What you are asked to do →
Please print all of the entries, matching them exactly.

[Items listed in a dataset]
============================================================

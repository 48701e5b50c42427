use anyhow::anyhow;
use linfa::prelude::*;
use linfa_logistic::{MultiFittedLogisticRegression, MultiLogisticRegression};
use ndarray::{Array1, Array2};

use crate::decision::GradeClassifier;
use crate::models::{Gender, Grade, LabeledRecord, StudentRecord};

/// Numeric columns, in order: Age, Height_cm, Weight_kg, BMI,
/// Run_3km_Min, Pushups, Situps, Beep_Test, Attendance_%,
/// Fitness_Score, Speed_Index, Performance_Index.
const NUMERIC_FEATURES: usize = 12;
/// Numeric columns plus the one-hot Gender indicator (M = 1, F = 0;
/// F is the dropped first category).
const FEATURE_COUNT: usize = NUMERIC_FEATURES + 1;

const MAX_ITERATIONS: u64 = 1000;

/// Trained grade classifier: a per-column standard scaler fitted on the
/// training split plus a multinomial logistic regression. Immutable
/// after construction; shared by reference for the process lifetime.
pub struct GradeModel {
    means: Array1<f64>,
    stds: Array1<f64>,
    fitted: MultiFittedLogisticRegression<f64, usize>,
}

impl GradeModel {
    pub fn train(train: &[LabeledRecord]) -> anyhow::Result<GradeModel> {
        anyhow::ensure!(!train.is_empty(), "training split is empty");

        let mut numeric = Array2::zeros((train.len(), NUMERIC_FEATURES));
        for (row, labeled) in train.iter().enumerate() {
            let values = numeric_features(&labeled.record);
            for (col, value) in values.into_iter().enumerate() {
                numeric[[row, col]] = value;
            }
        }

        let means = numeric
            .mean_axis(ndarray::Axis(0))
            .ok_or_else(|| anyhow!("training split is empty"))?;
        let stds = numeric.std_axis(ndarray::Axis(0), 0.0);
        // A constant column must not divide by zero.
        let stds = stds.mapv(|s| if s > 1e-12 { s } else { 1.0 });

        let encoder = FeatureEncoder {
            means: &means,
            stds: &stds,
        };
        let mut matrix = Array2::zeros((train.len(), FEATURE_COUNT));
        for (row, labeled) in train.iter().enumerate() {
            for (col, value) in encoder.feature_row(&labeled.record).into_iter().enumerate() {
                matrix[[row, col]] = value;
            }
        }
        let targets = Array1::from_vec(train.iter().map(|l| l.grade.class_index()).collect());

        let dataset = Dataset::new(matrix, targets);
        let fitted = MultiLogisticRegression::default()
            .max_iterations(MAX_ITERATIONS)
            .fit(&dataset)
            .map_err(|e| anyhow!("failed to fit the grade classifier: {e}"))?;

        Ok(GradeModel {
            means,
            stds,
            fitted,
        })
    }

    /// Predicts the classifier label for each record, without the
    /// attendance gate. Evaluation uses this directly.
    pub fn predict_batch(&self, records: &[StudentRecord]) -> Vec<Grade> {
        if records.is_empty() {
            return Vec::new();
        }

        let encoder = FeatureEncoder {
            means: &self.means,
            stds: &self.stds,
        };
        let mut matrix = Array2::zeros((records.len(), FEATURE_COUNT));
        for (row, record) in records.iter().enumerate() {
            for (col, value) in encoder.feature_row(record).into_iter().enumerate() {
                matrix[[row, col]] = value;
            }
        }

        let labels = self.fitted.predict(&matrix);
        labels
            .iter()
            // Labels are the class indices fed in at training time.
            .map(|&label| Grade::from_class_index(label).unwrap_or(Grade::F))
            .collect()
    }
}

impl GradeClassifier for GradeModel {
    fn predict(&self, record: &StudentRecord) -> Grade {
        self.predict_batch(std::slice::from_ref(record))[0]
    }
}

/// Borrowed view over the scaler parameters, used both while fitting
/// and at inference time so the two paths share one encoding.
struct FeatureEncoder<'a> {
    means: &'a Array1<f64>,
    stds: &'a Array1<f64>,
}

impl FeatureEncoder<'_> {
    fn feature_row(&self, record: &StudentRecord) -> [f64; FEATURE_COUNT] {
        let numeric = numeric_features(record);
        let mut row = [0.0; FEATURE_COUNT];
        for (col, value) in numeric.into_iter().enumerate() {
            row[col] = (value - self.means[col]) / self.stds[col];
        }
        row[NUMERIC_FEATURES] = match record.input.gender {
            Gender::M => 1.0,
            Gender::F => 0.0,
        };
        row
    }
}

fn numeric_features(record: &StudentRecord) -> [f64; NUMERIC_FEATURES] {
    [
        record.input.age as f64,
        record.input.height_cm,
        record.input.weight_kg,
        record.bmi,
        record.input.run_3km_min,
        record.input.pushups as f64,
        record.input.situps as f64,
        record.input.beep_test,
        record.input.attendance_pct,
        record.fitness_score,
        record.speed_index,
        record.performance_index,
    ]
}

============================================================

Result of the task →
repository 48701e5b50c42427
use anyhow::anyhow;
use linfa::prelude::*;
use linfa_logistic::{MultiFittedLogisticRegression, MultiLogisticRegression};
use ndarray::{Array1, Array2};

use crate::decision::GradeClassifier;
use crate::models::{Gender, Grade, LabeledRecord, StudentRecord};

/// Numeric columns, in order: Age, Height_cm, Weight_kg, BMI,
/// Run_3km_Min, Pushups, Situps, Beep_Test, Attendance_%,
/// Fitness_Score, Speed_Index, Performance_Index.
const NUMERIC_FEATURES: usize = 12;
/// Numeric columns plus the one-hot Gender indicator (M = 1, F = 0;
/// F is the dropped first category).
const FEATURE_COUNT: usize = NUMERIC_FEATURES + 1;

const MAX_ITERATIONS: u64 = 1000;

/// Trained grade classifier: a per-column standard scaler fitted on the
/// training split plus a multinomial logistic regression. Immutable
/// after construction; shared by reference for the process lifetime.
pub struct GradeModel {
    means: Array1<f64>,
    stds: Array1<f64>,
    fitted: MultiFittedLogisticRegression<f64, usize>,
}

impl GradeModel {
    pub fn train(train: &[LabeledRecord]) -> anyhow::Result<GradeModel> {
        anyhow::ensure!(!train.is_empty(), "training split is empty");

        let mut numeric = Array2::zeros((train.len(), NUMERIC_FEATURES));
        for (row, labeled) in train.iter().enumerate() {
            let values = numeric_features(&labeled.record);
            for (col, value) in values.into_iter().enumerate() {
                numeric[[row, col]] = value;
            }
        }

        let means = numeric
            .mean_axis(ndarray::Axis(0))
            .ok_or_else(|| anyhow!("training split is empty"))?;
        let stds = numeric.std_axis(ndarray::Axis(0), 0.0);
        // A constant column must not divide by zero.
        let stds = stds.mapv(|s| if s > 1e-12 { s } else { 1.0 });

        let encoder = FeatureEncoder {
            means: &means,
            stds: &stds,
        };
        let mut matrix = Array2::zeros((train.len(), FEATURE_COUNT));
        for (row, labeled) in train.iter().enumerate() {
            for (col, value) in encoder.feature_row(&labeled.record).into_iter().enumerate() {
                matrix[[row, col]] = value;
            }
        }
        let targets = Array1::from_vec(train.iter().map(|l| l.grade.class_index()).collect());

        let dataset = Dataset::new(matrix, targets);
        let fitted = MultiLogisticRegression::default()
            .max_iterations(MAX_ITERATIONS)
            .fit(&dataset)
            .map_err(|e| anyhow!("failed to fit the grade classifier: {e}"))?;

        Ok(GradeModel {
            means,
            stds,
            fitted,
        })
    }

    /// Predicts the classifier label for each record, without the
    /// attendance gate. Evaluation uses this directly.
    pub fn predict_batch(&self, records: &[StudentRecord]) -> Vec<Grade> {
        if records.is_empty() {
            return Vec::new();
        }

        let encoder = FeatureEncoder {
            means: &self.means,
            stds: &self.stds,
        };
        let mut matrix = Array2::zeros((records.len(), FEATURE_COUNT));
        for (row, record) in records.iter().enumerate() {
            for (col, value) in encoder.feature_row(record).into_iter().enumerate() {
                matrix[[row, col]] = value;
            }
        }

        let labels = self.fitted.predict(&matrix);
        labels
            .iter()
            // Labels are the class indices fed in at training time.
            .map(|&label| Grade::from_class_index(label).unwrap_or(Grade::F))
            .collect()
    }
}

impl GradeClassifier for GradeModel {
    fn predict(&self, record: &StudentRecord) -> Grade {
        self.predict_batch(std::slice::from_ref(record))[0]
    }
}

/// Borrowed view over the scaler parameters, used both while fitting
/// and at inference time so the two paths share one encoding.
struct FeatureEncoder<'a> {
    means: &'a Array1<f64>,
    stds: &'a Array1<f64>,
}

impl FeatureEncoder<'_> {
    fn feature_row(&self, record: &StudentRecord) -> [f64; FEATURE_COUNT] {
        let numeric = numeric_features(record);
        let mut row = [0.0; FEATURE_COUNT];
        for (col, value) in numeric.into_iter().enumerate() {
            row[col] = (value - self.means[col]) / self.stds[col];
        }
        row[NUMERIC_FEATURES] = match record.input.gender {
            Gender::M => 1.0,
            Gender::F => 0.0,
        };
        row
    }
}

fn numeric_features(record: &StudentRecord) -> [f64; NUMERIC_FEATURES] {
    [
        record.input.age as f64,
        record.input.height_cm,
        record.input.weight_kg,
        record.bmi,
        record.input.run_3km_min,
        record.input.pushups as f64,
        record.input.situps as f64,
        record.input.beep_test,
        record.input.attendance_pct,
        record.fitness_score,
        record.speed_index,
        record.performance_index,
    ]
}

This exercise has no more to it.